SUPPLIED MATERIAL:
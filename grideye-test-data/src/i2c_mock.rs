// SPDX-License-Identifier: Apache-2.0
// Copyright © 2021 Will Ross
use std::cell::{Cell, Ref, RefCell};
use std::collections::VecDeque;
use std::rc::Rc;

use embedded_hal::blocking::i2c;

/// The Grid-EYE has a single 8-bit register address space.
pub const REGISTER_COUNT: usize = 0x100;

/// First register of the pixel output table.
pub const PIXEL_BASE: u8 = 0x80;

/// Number of bytes in the pixel output table (64 pixels, two bytes each).
pub const PIXEL_TABLE_LENGTH: usize = 128;

const THERMISTOR_LOW: u8 = 0x0E;

// Enough to hold every operation in one capture, plus some setup traffic.
const RECENT_OPERATIONS_QUEUE_LENGTH: usize = 256;

/// Registers the controller is allowed to write, with a mask of the writeable bits.
///
/// Power control, reset, frame rate, interrupt control, status clear, average, and the interrupt
/// levels.
const WRITE_MASKS: [(u8, u8); 13] = [
    (0x00, 0xFF),
    (0x01, 0xFF),
    (0x02, 0x01),
    (0x03, 0x03),
    (0x05, 0x0E),
    (0x07, 0x20),
    (0x08, 0xFF),
    (0x09, 0x0F),
    (0x0A, 0xFF),
    (0x0B, 0x0F),
    (0x0C, 0xFF),
    (0x0D, 0x0F),
    // The moving average unlock sequence is written here.
    (0x1F, 0xFF),
];

#[derive(Copy, Clone, Debug, PartialEq, Eq)]
pub enum MockError {
    /// An unknown I²C address was given.
    UnknownI2cAddress(u8),

    /// The given register should not be written to.
    IllegalWriteAddress(u8),

    /// The given value sets bits that are reserved in the given register.
    IllegalWriteValue(u8, u8),

    /// The requested operation is not allowed.
    ///
    /// This covers situations such as:
    /// * A write with no register address.
    /// * A write-read that writes anything other than a single register address.
    /// * A write-read with a 0-length read.
    IllegalOperation,

    /// A failure injected by the test through [`MockGridEye::fail_on_register`].
    Injected(u8),
}

#[derive(Copy, Clone, Debug, PartialEq, Eq)]
pub enum I2cOperation {
    Write { register: u8, value: u8 },
    Read { register: u8, length: usize },
}

/// An in-memory Grid-EYE.
///
/// Clones share the same register file, so a test can keep a handle to the mock after moving a
/// clone into a driver, then inspect or change the "sensor" state.
#[derive(Clone, Debug)]
pub struct MockGridEye {
    i2c_address: u8,
    registers: Rc<RefCell<[u8; REGISTER_COUNT]>>,
    recent_operations: Rc<RefCell<VecDeque<I2cOperation>>>,
    failing_register: Rc<Cell<Option<u8>>>,
}

impl MockGridEye {
    /// Create a mock sensor with every register cleared.
    pub fn new(i2c_address: u8) -> Self {
        Self {
            i2c_address,
            registers: Rc::new(RefCell::new([0u8; REGISTER_COUNT])),
            recent_operations: Rc::new(RefCell::new(VecDeque::new())),
            failing_register: Rc::new(Cell::new(None)),
        }
    }

    /// Access the raw value of a register.
    pub fn register(&self, register: u8) -> u8 {
        self.registers.borrow()[register as usize]
    }

    /// Replace the pixel output table, simulating a new frame from the sensor.
    pub fn update_frame(&self, pixel_data: &[u8; PIXEL_TABLE_LENGTH]) {
        let start = PIXEL_BASE as usize;
        self.registers.borrow_mut()[start..(start + PIXEL_TABLE_LENGTH)]
            .copy_from_slice(pixel_data);
    }

    /// Set the raw value of a single pixel.
    pub fn set_pixel(&self, index: usize, low: u8, high: u8) {
        let offset = PIXEL_BASE as usize + index * 2;
        let mut registers = self.registers.borrow_mut();
        registers[offset] = low;
        registers[offset + 1] = high;
    }

    /// Set the raw thermistor value.
    pub fn set_thermistor(&self, low: u8, high: u8) {
        let mut registers = self.registers.borrow_mut();
        registers[THERMISTOR_LOW as usize] = low;
        registers[THERMISTOR_LOW as usize + 1] = high;
    }

    /// Make every access to the given register fail, or clear the failure with `None`.
    pub fn fail_on_register(&self, register: Option<u8>) {
        self.failing_register.set(register);
    }

    fn check_failure(&self, register: u8, length: usize) -> Result<(), MockError> {
        match self.failing_register.get() {
            Some(failing)
                if (register as usize..register as usize + length)
                    .any(|r| r == failing as usize) =>
            {
                Err(MockError::Injected(failing))
            }
            _ => Ok(()),
        }
    }

    fn add_operation(&self, operation: I2cOperation) {
        let mut recent_ops = self.recent_operations.borrow_mut();
        recent_ops.push_back(operation);
        while recent_ops.len() > RECENT_OPERATIONS_QUEUE_LENGTH {
            recent_ops.pop_front();
        }
    }

    /// The most recent operations, oldest first.
    pub fn recent_operations(&self) -> Ref<VecDeque<I2cOperation>> {
        self.recent_operations.borrow()
    }

    pub fn clear_recent_operations(&self) {
        self.recent_operations.borrow_mut().clear()
    }
}

impl i2c::Write for MockGridEye {
    type Error = MockError;

    fn write(&mut self, i2c_address: u8, bytes: &[u8]) -> Result<(), Self::Error> {
        if i2c_address != self.i2c_address {
            return Err(MockError::UnknownI2cAddress(i2c_address));
        }
        let (register, payload) = match bytes.split_first() {
            Some((register, payload)) if !payload.is_empty() => (*register, payload),
            _ => return Err(MockError::IllegalOperation),
        };
        self.check_failure(register, payload.len())?;
        // Check the entire write before changing anything.
        for (offset, value) in payload.iter().enumerate() {
            let target = register.wrapping_add(offset as u8);
            let mask = WRITE_MASKS
                .iter()
                .find_map(|(address, mask)| (*address == target).then(|| *mask))
                .ok_or(MockError::IllegalWriteAddress(target))?;
            if value & !mask != 0 {
                return Err(MockError::IllegalWriteValue(target, *value));
            }
        }
        let mut registers = self.registers.borrow_mut();
        for (offset, value) in payload.iter().enumerate() {
            let target = register.wrapping_add(offset as u8);
            registers[target as usize] = *value;
            self.add_operation(I2cOperation::Write {
                register: target,
                value: *value,
            });
        }
        Ok(())
    }
}

impl i2c::WriteRead for MockGridEye {
    type Error = MockError;

    fn write_read(
        &mut self,
        i2c_address: u8,
        write_buffer: &[u8],
        out_buffer: &mut [u8],
    ) -> Result<(), Self::Error> {
        if i2c_address != self.i2c_address {
            return Err(MockError::UnknownI2cAddress(i2c_address));
        }
        // Write-reads should only be writing the register address.
        if write_buffer.len() != 1 || out_buffer.is_empty() {
            return Err(MockError::IllegalOperation);
        }
        let register = write_buffer[0];
        let start = register as usize;
        let end = start + out_buffer.len();
        if end > REGISTER_COUNT {
            return Err(MockError::IllegalOperation);
        }
        self.check_failure(register, out_buffer.len())?;
        self.add_operation(I2cOperation::Read {
            register,
            length: out_buffer.len(),
        });
        out_buffer.copy_from_slice(&self.registers.borrow()[start..end]);
        Ok(())
    }
}

/// A mock sensor whose pixel table holds the given raw frame.
pub fn mock_grideye_with_frame(
    i2c_address: u8,
    pixel_data: &[u8; PIXEL_TABLE_LENGTH],
) -> MockGridEye {
    let mock = MockGridEye::new(i2c_address);
    mock.update_frame(pixel_data);
    mock
}

#[cfg(test)]
mod test {
    use embedded_hal::blocking::i2c::{Write, WriteRead};

    use super::*;

    #[test]
    fn rejects_other_addresses() {
        let mut mock = MockGridEye::new(0x68);
        let mut buf = [0u8; 1];
        assert_eq!(
            mock.write_read(0x69, &[0x80], &mut buf),
            Err(MockError::UnknownI2cAddress(0x69))
        );
        assert_eq!(
            mock.write(0x69, &[0x00, 0x00]),
            Err(MockError::UnknownI2cAddress(0x69))
        );
    }

    #[test]
    fn pixel_table_is_read_only() {
        let mut mock = MockGridEye::new(0x68);
        assert_eq!(
            mock.write(0x68, &[0x80, 0x01]),
            Err(MockError::IllegalWriteAddress(0x80))
        );
    }

    #[test]
    fn reserved_bits_are_protected() {
        let mut mock = MockGridEye::new(0x68);
        assert_eq!(
            mock.write(0x68, &[0x02, 0x02]),
            Err(MockError::IllegalWriteValue(0x02, 0x02))
        );
        assert_eq!(mock.register(0x02), 0x00);
    }

    #[test]
    fn injected_failure() {
        let mut mock = MockGridEye::new(0x68);
        mock.fail_on_register(Some(0x81));
        let mut buf = [0u8; 1];
        assert!(mock.write_read(0x68, &[0x80], &mut buf).is_ok());
        assert_eq!(
            mock.write_read(0x68, &[0x81], &mut buf),
            Err(MockError::Injected(0x81))
        );
        // Multi-byte reads spanning the failing register fail too.
        let mut wide = [0u8; 4];
        assert!(mock.write_read(0x68, &[0x80], &mut wide).is_err());
        mock.fail_on_register(None);
        assert!(mock.write_read(0x68, &[0x81], &mut buf).is_ok());
    }

    #[test]
    fn clones_share_state() {
        let mock = MockGridEye::new(0x68);
        let mut other = mock.clone();
        other.write(0x68, &[0x00, 0x10]).unwrap();
        assert_eq!(mock.register(0x00), 0x10);
        assert_eq!(mock.recent_operations().len(), 1);
    }
}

WHAT NEEDS TO BE DONE:
Throughout the material above, report each line holding the word "written".

OUTPUT OF THE EXERCISE:
    // The moving average unlock sequence is written here.
    /// The given register should not be written to.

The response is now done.